Mubarak, who was Sadat’s VP, was present at that assassination and slightly wounded in it. It was his baptism of fire, as it were. On succeeding to the office of the presidency, he declared a state of emergency requiring emergency law—a state that ended up lasting the three decades of his reign. We can deplore that fact—and most of the people of Egypt resented it—but I’m not at all sure he had any kinder, gentler alternatives. And the situation does not appear to be substantially different today for anyone who would keep the Brotherhood from placing its iron clamp on the country.
[ADDENDUM: Also see this.]
The people don’t get liberty either way…
True, but things were looking up for a good number of people during Mubarak’s reign — his wife, Suzanne, was a major player in the fight to end female genital mutilation and was making some headway in that fight. Those efforts all came to a stop once the Muslim Brotherhood was in power. I don’t recall reading much about this in the MSM; maybe I missed it.
Strongman or jihadist state, those are the sole practicable choices that can take root in ME societies.
It’s a cultural dynamic; perhaps best illustrated by, on one hand the Bedouin proverb, “I against my brother, my brother and I against my cousin, my cousin, brother and I against the stranger” and on the other hand, the choice offered by Islam to the world; conversion, second class/servant/slavery or death.
Those efforts all came to a stop once the Muslim Brotherhood was in power.
As the Left intended. Obama doesn’t particularly want Africa to be a free continent given the change in US polices towards Africa.
In any state where tribalism of any kind is more important than nationalism, the only way to achieve a relatively stable situation is with a strongly authoritarian government.
Hangtown Bob,
Extend the term “tribalism” to include the conversion of nation-states from castles of their nations into free-for-all dumping grounds for any Tom, Dick and Third World Ahmed, and you know why the Left is so enamored of multi-culti. The failure of MC isn’t really a failure to them, it’s how things are supposed to be, the manufactured disease for which Marxism sells itself as the “cure.”

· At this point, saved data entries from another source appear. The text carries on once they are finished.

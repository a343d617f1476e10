//! JSON-RPC error objects and decoding failures.

use super::{JsonRpcErrorResponse, RequestId};
use serde::{Deserialize, Serialize};
use serde_json::Value;
use thiserror::Error;

/// Error codes used on the wire.
#[derive(Debug, Clone, Copy, PartialEq, Eq, Hash)]
pub enum ErrorCode {
    /// Inbound bytes are not valid JSON.
    ParseError,
    /// Valid JSON that is not a valid JSON-RPC request.
    InvalidRequest,
    /// Unknown protocol method or unknown tool name.
    MethodNotFound,
    /// Arguments failed schema validation.
    InvalidParams,
    /// A tool handler failed or the server could not complete the request.
    InternalError,
    /// Transport-level rejection of a request without a usable session.
    BadRequest,
}

impl ErrorCode {
    /// Returns the numeric JSON-RPC code.
    #[must_use]
    pub const fn code(self) -> i32 {
        match self {
            Self::ParseError => -32700,
            Self::InvalidRequest => -32600,
            Self::MethodNotFound => -32601,
            Self::InvalidParams => -32602,
            Self::InternalError => -32603,
            Self::BadRequest => -32000,
        }
    }

    /// Returns the canonical message for the code.
    #[must_use]
    pub const fn message(self) -> &'static str {
        match self {
            Self::ParseError => "Parse error",
            Self::InvalidRequest => "Invalid Request",
            Self::MethodNotFound => "Method not found",
            Self::InvalidParams => "Invalid params",
            Self::InternalError => "Internal error",
            Self::BadRequest => "Bad Request",
        }
    }
}

/// The `error` member of a JSON-RPC error response.
#[derive(Debug, Clone, PartialEq, Serialize, Deserialize)]
pub struct RpcError {
    /// Numeric error code.
    pub code: i32,
    /// Short human-readable description.
    pub message: String,
    /// Optional structured detail.
    #[serde(default, skip_serializing_if = "Option::is_none")]
    pub data: Option<Value>,
}

impl RpcError {
    /// Creates an error with the canonical message for `code`.
    #[must_use]
    pub fn new(code: ErrorCode) -> Self {
        Self {
            code: code.code(),
            message: code.message().to_owned(),
            data: None,
        }
    }

    /// Creates an error with a custom message.
    #[must_use]
    pub fn with_message(code: ErrorCode, message: impl Into<String>) -> Self {
        Self {
            code: code.code(),
            message: message.into(),
            data: None,
        }
    }

    /// Attaches structured detail.
    #[must_use]
    pub fn with_data(mut self, data: Value) -> Self {
        self.data = Some(data);
        self
    }
}

/// Failure to turn raw bytes into an [`InboundMessage`](super::InboundMessage).
#[derive(Debug, Clone, Error, PartialEq)]
pub enum DecodeError {
    /// The payload is not valid JSON.
    #[error("parse error: {0}")]
    Parse(String),

    /// The payload is JSON but not an acceptable JSON-RPC request.
    #[error("invalid request: {detail}")]
    InvalidRequest {
        /// Request id, when one could be recovered from the payload.
        id: Option<RequestId>,
        /// Explanation of what was wrong.
        detail: String,
    },
}

impl DecodeError {
    /// Frames the failure as a JSON-RPC error response.
    #[must_use]
    pub fn into_response(self) -> JsonRpcErrorResponse {
        match self {
            Self::Parse(detail) => JsonRpcErrorResponse::new(
                None,
                RpcError::new(ErrorCode::ParseError).with_data(Value::String(detail)),
            ),
            Self::InvalidRequest { id, detail } => JsonRpcErrorResponse::new(
                id,
                RpcError::new(ErrorCode::InvalidRequest).with_data(Value::String(detail)),
            ),
        }
    }
}
//! Lifecycle notifications published by the session registry.

use super::SessionId;

/// Broadcast when a session opens or closes.
#[derive(Debug, Clone, Copy, PartialEq, Eq)]
pub enum SessionLifecycleEvent {
    /// A session was created.
    Created(SessionId),
    /// A session was closed and its id retired.
    Closed(SessionId),
}

impl SessionLifecycleEvent {
    /// Returns the session the event refers to.
    #[must_use]
    pub const fn session_id(&self) -> SessionId {
        match self {
            Self::Created(id) | Self::Closed(id) => *id,
        }
    }
}

/// What a `close` call actually did.
#[derive(Debug, Clone, Copy, PartialEq, Eq)]
pub enum CloseOutcome {
    /// The session was live and is now closed.
    Closed,
    /// The id had already been retired; nothing changed.
    AlreadyClosed,
}
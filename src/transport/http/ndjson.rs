//! Chunked NDJSON endpoint: one request line in, one response line out.

use super::HttpState;
use axum::body::{Body, Bytes};
use axum::extract::State;
use axum::http::header::CONTENT_TYPE;
use axum::http::{HeaderValue, StatusCode};
use axum::response::{IntoResponse, Response};
use futures_util::stream;
use std::convert::Infallible;
use tracing::{debug, warn};

/// Media type of every NDJSON response.
pub const NDJSON_CONTENT_TYPE: &str = "application/x-ndjson";

fn first_line(body: &[u8]) -> &[u8] {
    body.split(|byte| *byte == b'\n')
        .find(|line| line.iter().any(|byte| !byte.is_ascii_whitespace()))
        .unwrap_or_default()
}

/// Handles a request posted as JSON or NDJSON.
pub(super) async fn post(State(state): State<HttpState>, body: Bytes) -> Response {
    let Some(message) = state.dispatcher.handle_bytes(first_line(&body)).await else {
        return StatusCode::ACCEPTED.into_response();
    };

    let mut line = match message.to_json_line() {
        Ok(line) => line,
        Err(err) => {
            warn!(error = %err, "failed to encode NDJSON response");
            return StatusCode::INTERNAL_SERVER_ERROR.into_response();
        }
    };
    line.push('\n');
    debug!(error = message.is_error(), "NDJSON response ready");

    let chunks = stream::iter([Ok::<_, Infallible>(Bytes::from(line))]);
    let mut response = Body::from_stream(chunks).into_response();
    response
        .headers_mut()
        .insert(CONTENT_TYPE, HeaderValue::from_static(NDJSON_CONTENT_TYPE));
    response
}
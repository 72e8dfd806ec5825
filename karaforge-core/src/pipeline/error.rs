use std::path::PathBuf;

use thiserror::Error;

use crate::error::ConfigError;
use crate::lock::LockError;

#[derive(Debug, Error)]
pub enum PipelineError {
    #[error("media acquisition failed: {0}")]
    Acquisition(String),
    #[error("audio separation failed: {0}")]
    Separation(String),
    #[error("lyrics processing failed: {0}")]
    Lyrics(String),
    #[error("render command failed (status {status:?}): {stderr}")]
    Render {
        status: Option<i32>,
        stderr: String,
    },
    #[error("distribution failed: {0}")]
    Distribution(String),
    #[error("lock error: {0}")]
    Lock(#[from] LockError),
    #[error("io error at {path}: {source}")]
    Io {
        source: std::io::Error,
        path: PathBuf,
    },
    #[error("config error: {0}")]
    Config(#[from] ConfigError),
}

impl PipelineError {
    pub fn io(path: impl Into<PathBuf>, source: std::io::Error) -> Self {
        PipelineError::Io {
            source,
            path: path.into(),
        }
    }
}

pub type PipelineResult<T> = std::result::Result<T, PipelineError>;
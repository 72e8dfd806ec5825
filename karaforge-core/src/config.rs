use std::path::{Path, PathBuf};

use serde::de::DeserializeOwned;
use serde::Deserialize;

use crate::error::{ConfigError, Result};

#[derive(Debug, Clone, Deserialize)]
#[serde(rename_all = "snake_case")]
pub struct KaraforgeConfig {
    pub system: SystemSection,
    pub paths: PathsSection,
    pub separation: SeparationSection,
    pub lyrics: LyricsSection,
    pub render: RenderSection,
    pub distribution: DistributionSection,
    pub lock: LockSection,
}

impl KaraforgeConfig {
    pub fn resolve_path<P: AsRef<Path>>(&self, candidate: P) -> PathBuf {
        let path = candidate.as_ref();
        if path.is_absolute() {
            path.to_path_buf()
        } else {
            Path::new(&self.paths.base_dir).join(path)
        }
    }

    pub fn lock_path(&self) -> PathBuf {
        self.resolve_path(&self.paths.lock_file)
    }
}

#[derive(Debug, Clone, Deserialize)]
pub struct SystemSection {
    pub brand_code: Option<String>,
    pub environment: String,
}

#[derive(Debug, Clone, Deserialize)]
pub struct PathsSection {
    pub base_dir: String,
    pub output_dir: String,
    pub cache_dir: String,
    pub logs_dir: String,
    pub lock_file: String,
}

#[derive(Debug, Clone, Deserialize)]
pub struct SeparationSection {
    #[serde(default = "default_separator_binary")]
    pub binary: String,
    pub clean_model: String,
    #[serde(default)]
    pub backing_models: Vec<String>,
    #[serde(default)]
    pub other_stem_models: Vec<String>,
    pub output_format: String,
}

fn default_separator_binary() -> String {
    "audio-separator".to_string()
}

#[derive(Debug, Clone, Deserialize)]
pub struct LyricsSection {
    #[serde(default = "default_transcriber_binary")]
    pub transcriber_binary: String,
    #[serde(default = "default_line_budget")]
    pub line_budget: usize,
    #[serde(default = "default_tail_seconds")]
    pub tail_seconds: f64,
    #[serde(default = "default_comma_window")]
    pub comma_window: usize,
    #[serde(default = "default_max_splits")]
    pub max_splits: usize,
}

fn default_transcriber_binary() -> String {
    "whisper-lrc".to_string()
}

fn default_line_budget() -> usize {
    36
}

fn default_tail_seconds() -> f64 {
    5.0
}

fn default_comma_window() -> usize {
    20
}

fn default_max_splits() -> usize {
    100
}

#[derive(Debug, Clone, Deserialize)]
pub struct RenderSection {
    pub ffmpeg_binary: String,
    pub resolution: [u32; 2],
    pub background_color: String,
    pub font: String,
    pub title_seconds: f64,
}

#[derive(Debug, Clone, Deserialize)]
pub struct DistributionSection {
    pub archive_binary: String,
    pub remote: Option<String>,
    #[serde(default)]
    pub generate_lof: bool,
    #[serde(default)]
    pub overwrite: bool,
}

#[derive(Debug, Clone, Deserialize)]
pub struct LockSection {
    #[serde(default = "default_poll_seconds")]
    pub poll_seconds: u64,
}

fn default_poll_seconds() -> u64 {
    5
}

pub fn load_config<P: AsRef<Path>>(path: P) -> Result<KaraforgeConfig> {
    load_toml(path)
}

fn load_toml<T, P>(path: P) -> Result<T>
where
    T: DeserializeOwned,
    P: AsRef<Path>,
{
    let path = path.as_ref();
    let content = std::fs::read_to_string(path).map_err(|source| ConfigError::Io {
        source,
        path: path.to_path_buf(),
    })?;
    toml::from_str(&content).map_err(|source| ConfigError::Parse {
        source,
        path: path.to_path_buf(),
    })
}
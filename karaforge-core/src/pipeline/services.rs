use std::collections::HashMap;
use std::path::{Path, PathBuf};

use async_trait::async_trait;
use tokio::fs;
use tokio::io::AsyncWriteExt;
use tokio::process::Command;
use url::Url;

use crate::lyrics::LyricEvent;

use super::error::{PipelineError, PipelineResult};

/// Seam for every external binary the pipeline shells out to. Tests
/// substitute a mock; production uses the system executor.
#[async_trait]
pub trait CommandExecutor: Send + Sync {
    async fn run(&self, command: &mut Command) -> std::io::Result<std::process::Output>;
}

#[derive(Debug, Default)]
pub struct SystemCommandExecutor;

#[async_trait]
impl CommandExecutor for SystemCommandExecutor {
    async fn run(&self, command: &mut Command) -> std::io::Result<std::process::Output> {
        command.output().await
    }
}

/// Fetches URL-supplied media into the track's output directory.
#[async_trait]
pub trait MediaDownloader: Send + Sync {
    async fn download(&self, url: &str, dest: &Path) -> PipelineResult<()>;
}

/// Plain streaming downloader with `file://` support, for direct media
/// URLs. Site-specific extractors plug in behind the same trait.
#[derive(Debug, Clone)]
pub struct HttpMediaDownloader {
    client: reqwest::Client,
}

impl HttpMediaDownloader {
    pub fn new() -> PipelineResult<Self> {
        let client = reqwest::Client::builder()
            .user_agent("karaforge/0.1")
            .build()
            .map_err(|err| PipelineError::Acquisition(err.to_string()))?;
        Ok(Self { client })
    }
}

#[async_trait]
impl MediaDownloader for HttpMediaDownloader {
    async fn download(&self, url: &str, dest: &Path) -> PipelineResult<()> {
        if let Ok(parsed) = Url::parse(url) {
            if parsed.scheme() == "file" {
                let source = parsed
                    .to_file_path()
                    .map_err(|_| PipelineError::Acquisition("invalid file url".into()))?;
                fs::copy(&source, dest)
                    .await
                    .map_err(|source| PipelineError::io(dest, source))?;
                return Ok(());
            }
        }
        let response = self
            .client
            .get(url)
            .send()
            .await
            .and_then(|response| response.error_for_status())
            .map_err(|err| PipelineError::Acquisition(err.to_string()))?;
        let mut stream = response.bytes_stream();
        let mut file = fs::File::create(dest)
            .await
            .map_err(|source| PipelineError::io(dest, source))?;
        use futures::StreamExt;
        while let Some(chunk) = stream.next().await {
            let data = chunk.map_err(|err| PipelineError::Acquisition(err.to_string()))?;
            file.write_all(&data)
                .await
                .map_err(|source| PipelineError::io(dest, source))?;
        }
        Ok(())
    }
}

/// The exclusive stem-separation inference engine. Returns stem name →
/// produced path; any error string is wrapped into a separation error by
/// the caller.
#[async_trait]
pub trait SeparationEngine: Send + Sync {
    async fn separate(
        &self,
        audio: &Path,
        output_dir: &Path,
        model: &str,
        output_format: &str,
    ) -> Result<HashMap<String, PathBuf>, String>;
}

/// Invokes a separator CLI and reads the stem mapping from its JSON stdout.
pub struct CliSeparationEngine {
    binary: String,
    executor: std::sync::Arc<dyn CommandExecutor>,
}

impl CliSeparationEngine {
    pub fn new(binary: impl Into<String>, executor: std::sync::Arc<dyn CommandExecutor>) -> Self {
        Self {
            binary: binary.into(),
            executor,
        }
    }
}

#[async_trait]
impl SeparationEngine for CliSeparationEngine {
    async fn separate(
        &self,
        audio: &Path,
        output_dir: &Path,
        model: &str,
        output_format: &str,
    ) -> Result<HashMap<String, PathBuf>, String> {
        let mut command = Command::new(&self.binary);
        command
            .arg("--input")
            .arg(audio)
            .arg("--output-dir")
            .arg(output_dir)
            .arg("--model")
            .arg(model)
            .arg("--format")
            .arg(output_format)
            .arg("--print-stems");
        let output = self
            .executor
            .run(&mut command)
            .await
            .map_err(|err| err.to_string())?;
        if !output.status.success() {
            return Err(String::from_utf8_lossy(&output.stderr).to_string());
        }
        serde_json::from_slice(&output.stdout).map_err(|err| err.to_string())
    }
}

/// Speech-to-text over the vocal audio, yielding time-stamped lyric lines.
#[async_trait]
pub trait Transcriber: Send + Sync {
    async fn transcribe(&self, audio: &Path) -> Result<Vec<LyricEvent>, String>;
}

/// Invokes a transcriber CLI that writes LRC to stdout.
pub struct CliTranscriber {
    binary: String,
    executor: std::sync::Arc<dyn CommandExecutor>,
}

impl CliTranscriber {
    pub fn new(binary: impl Into<String>, executor: std::sync::Arc<dyn CommandExecutor>) -> Self {
        Self {
            binary: binary.into(),
            executor,
        }
    }
}

#[async_trait]
impl Transcriber for CliTranscriber {
    async fn transcribe(&self, audio: &Path) -> Result<Vec<LyricEvent>, String> {
        let mut command = Command::new(&self.binary);
        command.arg("--input").arg(audio).arg("--output-format").arg("lrc");
        let output = self
            .executor
            .run(&mut command)
            .await
            .map_err(|err| err.to_string())?;
        if !output.status.success() {
            return Err(String::from_utf8_lossy(&output.stderr).to_string());
        }
        let text = String::from_utf8_lossy(&output.stdout);
        Ok(crate::lyrics::parse_lrc(&text))
    }
}
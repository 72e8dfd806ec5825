use super::lrc::LyricEvent;
use super::segmenter::segment_line;

/// One timed subtitle display unit. Multi-line display text keeps the
/// segmenter's order, joined with `\n`; markup escaping happens at render
/// time, not here.
#[derive(Debug, Clone, PartialEq)]
pub struct SubtitleCue {
    pub start: f64,
    pub end: f64,
    pub text: String,
}

/// Knobs for cue compilation, mirroring the `[lyrics]` config section.
#[derive(Debug, Clone, Copy)]
pub struct TimingOptions {
    pub line_budget: usize,
    pub comma_window: usize,
    pub max_splits: usize,
    pub tail_seconds: f64,
}

impl Default for TimingOptions {
    fn default() -> Self {
        Self {
            line_budget: super::segmenter::DEFAULT_LINE_BUDGET,
            comma_window: super::segmenter::DEFAULT_COMMA_WINDOW,
            max_splits: super::segmenter::DEFAULT_MAX_SPLITS,
            tail_seconds: 5.0,
        }
    }
}

/// Turns raw lyric events into display cues: stable-sorts by timestamp,
/// bounds each cue by the next event's start, pads the final cue with a
/// fixed tail, and segments each line under the display budget.
pub fn compile_cues(events: &[LyricEvent], options: TimingOptions) -> Vec<SubtitleCue> {
    let mut sorted: Vec<&LyricEvent> = events.iter().collect();
    sorted.sort_by(|a, b| a.timestamp.total_cmp(&b.timestamp));

    let mut cues = Vec::with_capacity(sorted.len());
    for (index, event) in sorted.iter().enumerate() {
        let start = event.timestamp;
        let end = match sorted.get(index + 1) {
            Some(next) => next.timestamp,
            None => start + options.tail_seconds,
        };
        let lines = segment_line(
            &event.text,
            options.line_budget,
            options.comma_window,
            options.max_splits,
        );
        cues.push(SubtitleCue {
            start,
            end,
            text: lines.join("\n"),
        });
    }
    cues
}

/// Renders cues as an ASS subtitle document: Script Info, one V4+ style,
/// and one `Dialogue` event per cue with `H:MM:SS.CC` timestamps.
pub fn render_ass(cues: &[SubtitleCue], title: &str, resolution: [u32; 2]) -> String {
    let mut out = String::new();
    out.push_str("[Script Info]\n");
    out.push_str(&format!("Title: {title}\n"));
    out.push_str("ScriptType: v4.00+\n");
    out.push_str(&format!("PlayResX: {}\n", resolution[0]));
    out.push_str(&format!("PlayResY: {}\n", resolution[1]));
    out.push('\n');
    out.push_str("[V4+ Styles]\n");
    out.push_str(
        "Format: Name, Fontname, Fontsize, PrimaryColour, SecondaryColour, OutlineColour, \
         BackColour, Bold, Italic, Underline, StrikeOut, ScaleX, ScaleY, Spacing, Angle, \
         BorderStyle, Outline, Shadow, Alignment, MarginL, MarginR, MarginV, Encoding\n",
    );
    out.push_str(
        "Style: Default,Avenir Next Bold,96,&H00FFFFFF,&H000088EF,&H00000000,&H00000000,\
         0,0,0,0,100,100,0,0,1,3,0,5,10,10,10,1\n",
    );
    out.push('\n');
    out.push_str("[Events]\n");
    out.push_str("Format: Layer, Start, End, Style, Name, MarginL, MarginR, MarginV, Effect, Text\n");
    for cue in cues {
        out.push_str(&format!(
            "Dialogue: 0,{},{},Default,,0,0,0,,{}\n",
            format_timestamp(cue.start),
            format_timestamp(cue.end),
            escape_ass_text(&cue.text),
        ));
    }
    out
}

/// `H:MM:SS.CC` (centisecond precision), the ASS event timestamp shape.
pub fn format_timestamp(seconds: f64) -> String {
    let total_centis = (seconds.max(0.0) * 100.0).round() as u64;
    let hours = total_centis / 360_000;
    let minutes = (total_centis % 360_000) / 6_000;
    let secs = (total_centis % 6_000) / 100;
    let centis = total_centis % 100;
    format!("{hours}:{minutes:02}:{secs:02}.{centis:02}")
}

/// Escapes the characters ASS treats as markup, then maps the cue's logical
/// line breaks to ASS hard breaks. Escaping runs after segmentation so the
/// segmenter stays markup-agnostic.
fn escape_ass_text(text: &str) -> String {
    text.split('\n')
        .map(|line| {
            line.replace('\\', "\\\\")
                .replace('{', "\\{")
                .replace('}', "\\}")
        })
        .collect::<Vec<_>>()
        .join("\\N")
}

#[cfg(test)]
mod tests {
    use super::*;

    fn event(timestamp: f64, text: &str) -> LyricEvent {
        LyricEvent {
            timestamp,
            text: text.to_string(),
        }
    }

    #[test]
    fn empty_events_compile_to_no_cues() {
        assert!(compile_cues(&[], TimingOptions::default()).is_empty());
    }

    #[test]
    fn single_event_gets_tail_padding() {
        let cues = compile_cues(&[event(10.0, "one line")], TimingOptions::default());
        assert_eq!(cues.len(), 1);
        assert!((cues[0].start - 10.0).abs() < 1e-9);
        assert!((cues[0].end - 15.0).abs() < 1e-9);
    }

    #[test]
    fn cues_chain_end_to_start() {
        let events = vec![
            event(5.0, "first"),
            event(9.5, "second"),
            event(14.0, "third"),
        ];
        let cues = compile_cues(&events, TimingOptions::default());
        assert_eq!(cues.len(), 3);
        for pair in cues.windows(2) {
            assert!((pair[0].end - pair[1].start).abs() < 1e-9);
            assert!(pair[0].start <= pair[1].start);
        }
        assert!((cues[2].end - 19.0).abs() < 1e-9);
    }

    #[test]
    fn unsorted_events_are_sorted_stably() {
        let events = vec![
            event(9.0, "later"),
            event(3.0, "earlier"),
            event(9.0, "later twin"),
        ];
        let cues = compile_cues(&events, TimingOptions::default());
        assert_eq!(cues[0].text, "earlier");
        assert_eq!(cues[1].text, "later");
        assert_eq!(cues[2].text, "later twin");
    }

    #[test]
    fn long_lines_become_multi_line_cues() {
        let events = vec![event(
            0.0,
            "I walked down the long road, and I never looked back again",
        )];
        let cues = compile_cues(&events, TimingOptions::default());
        let lines: Vec<&str> = cues[0].text.split('\n').collect();
        assert!(lines.len() >= 2);
        assert_eq!(lines[0], "I walked down the long road,");
    }

    #[test]
    fn timestamps_format_as_ass() {
        assert_eq!(format_timestamp(0.0), "0:00:00.00");
        assert_eq!(format_timestamp(75.25), "0:01:15.25");
        assert_eq!(format_timestamp(3723.5), "1:02:03.50");
    }

    #[test]
    fn dialogue_lines_are_rendered_and_escaped() {
        let cues = vec![SubtitleCue {
            start: 1.0,
            end: 2.0,
            text: "first line\n{second} line".to_string(),
        }];
        let doc = render_ass(&cues, "Test", [3840, 2160]);
        assert!(doc.contains("[Script Info]"));
        assert!(doc.contains("[V4+ Styles]"));
        assert!(doc.contains("PlayResX: 3840"));
        assert!(doc.contains(
            "Dialogue: 0,0:00:01.00,0:00:02.00,Default,,0,0,0,,first line\\N\\{second\\} line"
        ));
    }
}
use std::io::ErrorKind;
use std::path::{Path, PathBuf};
use std::time::Duration;

use chrono::{DateTime, Utc};
use serde::{Deserialize, Serialize};
use thiserror::Error;
use tokio::time::sleep;
use tracing::{debug, warn};

#[derive(Debug, Error)]
pub enum LockError {
    #[error("lock io error at {path}: {source}")]
    Io {
        source: std::io::Error,
        path: PathBuf,
    },
}

pub type LockResult<T> = std::result::Result<T, LockError>;

/// On-disk record of a held lock. Absence of the file means unlocked.
#[derive(Debug, Clone, Serialize, Deserialize)]
pub struct LockRecord {
    pub process_id: u32,
    pub start_time: DateTime<Utc>,
    pub label: String,
}

impl LockRecord {
    pub fn holder_alive(&self) -> bool {
        process_alive(self.process_id)
    }
}

/// Cooperative advisory lock serialising access to the single shared
/// inference slot across independently-launched runs. Mutual exclusion is
/// achieved with an atomic create-new of the record file; waiters poll, and
/// a record whose holder process is dead is reclaimed immediately.
#[derive(Debug, Clone)]
pub struct ResourceLock {
    path: PathBuf,
    poll_interval: Duration,
}

impl ResourceLock {
    pub fn new<P: Into<PathBuf>>(path: P) -> Self {
        Self {
            path: path.into(),
            poll_interval: Duration::from_secs(5),
        }
    }

    pub fn with_poll_interval(mut self, poll_interval: Duration) -> Self {
        self.poll_interval = poll_interval;
        self
    }

    pub fn path(&self) -> &Path {
        &self.path
    }

    /// Blocks (polling) until the lock is held. Never times out on its own;
    /// callers needing a bound must impose external cancellation. Only
    /// unrecoverable I/O (permission denied) fails outward.
    pub async fn acquire(&self, label: &str) -> LockResult<LockGuard> {
        loop {
            match self.try_create(label) {
                Ok(()) => {
                    debug!(path = %self.path.display(), label, "resource lock acquired");
                    return Ok(LockGuard {
                        path: self.path.clone(),
                        process_id: std::process::id(),
                        released: false,
                    });
                }
                Err(err) if err.kind() == ErrorKind::AlreadyExists => {
                    if self.wait_or_reclaim(label).await? {
                        continue;
                    }
                    sleep(self.poll_interval).await;
                }
                Err(err) if err.kind() == ErrorKind::PermissionDenied => {
                    return Err(LockError::Io {
                        source: err,
                        path: self.path.clone(),
                    });
                }
                Err(err) => {
                    warn!(path = %self.path.display(), error = %err, "transient lock write error, retrying");
                    sleep(self.poll_interval).await;
                }
            }
        }
    }

    /// Returns the current record, if any. Used for lock inspection.
    pub fn read_record(&self) -> Option<LockRecord> {
        let contents = std::fs::read_to_string(&self.path).ok()?;
        serde_json::from_str(&contents).ok()
    }

    /// Unconditionally removes the record. For administrative clearing;
    /// returns the record that was in place, if any.
    pub fn clear(&self) -> LockResult<Option<LockRecord>> {
        let record = self.read_record();
        match std::fs::remove_file(&self.path) {
            Ok(()) => Ok(record),
            Err(err) if err.kind() == ErrorKind::NotFound => Ok(None),
            Err(source) => Err(LockError::Io {
                source,
                path: self.path.clone(),
            }),
        }
    }

    /// True if reclamation happened and acquisition should retry at once.
    async fn wait_or_reclaim(&self, label: &str) -> LockResult<bool> {
        match std::fs::read_to_string(&self.path) {
            Ok(contents) => match serde_json::from_str::<LockRecord>(&contents) {
                Ok(record) => {
                    if process_alive(record.process_id) {
                        debug!(
                            holder = record.process_id,
                            held_by = %record.label,
                            waiting_for = label,
                            "resource busy, waiting"
                        );
                        Ok(false)
                    } else {
                        warn!(
                            holder = record.process_id,
                            held_by = %record.label,
                            "reclaiming lock from dead process"
                        );
                        self.remove_record();
                        Ok(true)
                    }
                }
                Err(err) => {
                    warn!(path = %self.path.display(), error = %err, "deleting unparseable lock record");
                    self.remove_record();
                    Ok(true)
                }
            },
            // Holder released between our create attempt and the read.
            Err(err) if err.kind() == ErrorKind::NotFound => Ok(true),
            Err(err) if err.kind() == ErrorKind::PermissionDenied => Err(LockError::Io {
                source: err,
                path: self.path.clone(),
            }),
            Err(err) => {
                warn!(path = %self.path.display(), error = %err, "transient lock read error, retrying");
                Ok(false)
            }
        }
    }

    fn try_create(&self, label: &str) -> std::io::Result<()> {
        use std::io::Write;

        if let Some(parent) = self.path.parent() {
            std::fs::create_dir_all(parent)?;
        }
        let record = LockRecord {
            process_id: std::process::id(),
            start_time: Utc::now(),
            label: label.to_string(),
        };
        let mut file = std::fs::OpenOptions::new()
            .write(true)
            .create_new(true)
            .open(&self.path)?;
        let payload = serde_json::to_vec(&record).map_err(std::io::Error::other)?;
        file.write_all(&payload)
    }

    fn remove_record(&self) {
        if let Err(err) = std::fs::remove_file(&self.path) {
            if err.kind() != ErrorKind::NotFound {
                warn!(path = %self.path.display(), error = %err, "failed to remove lock record");
            }
        }
    }
}

/// Held lock. Releasing deletes the record only while it still names this
/// process, so a racing reclaimer's fresh lock is never clobbered.
#[derive(Debug)]
pub struct LockGuard {
    path: PathBuf,
    process_id: u32,
    released: bool,
}

impl LockGuard {
    pub fn release(mut self) {
        self.release_inner();
    }

    fn release_inner(&mut self) {
        if self.released {
            return;
        }
        self.released = true;
        let still_ours = std::fs::read_to_string(&self.path)
            .ok()
            .and_then(|contents| serde_json::from_str::<LockRecord>(&contents).ok())
            .map(|record| record.process_id == self.process_id)
            .unwrap_or(false);
        if !still_ours {
            warn!(path = %self.path.display(), "lock record no longer ours, leaving it in place");
            return;
        }
        if let Err(err) = std::fs::remove_file(&self.path) {
            if err.kind() != ErrorKind::NotFound {
                warn!(path = %self.path.display(), error = %err, "failed to release lock");
            }
        }
    }
}

impl Drop for LockGuard {
    fn drop(&mut self) {
        self.release_inner();
    }
}

/// Liveness probe for the recorded holder pid. Prefers /proc where the
/// platform provides it, otherwise asks the system `kill -0`.
fn process_alive(pid: u32) -> bool {
    let proc_root = Path::new("/proc");
    if proc_root.is_dir() {
        return proc_root.join(pid.to_string()).exists();
    }
    std::process::Command::new("kill")
        .arg("-0")
        .arg(pid.to_string())
        .status()
        .map(|status| status.success())
        .unwrap_or(false)
}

And in a multiracial nation like the U.S. of A., the strategy will be Balkanization rather than unrestricted admittance of immigrants–at least in the first stage. Hence, the move away from the true racial healing that began in the middle of the 1950s, to the present perpetuation of race-hatred best exemplified by the Trayvon show trial and Rodeo Clown fiasco.
The thread above about birtherism has it all wrong about what should make a person ineligible to being a head of state (any state, not just the U.S.). It’s not about where he’s born, for you can see for yourself how many native-born traitors there are. No, a Marxist should never have been allowed to get close to a thousand miles’ distance from the presidency in the first place. Nation-wrecking ideologies should be outlawed, not shown tolerance.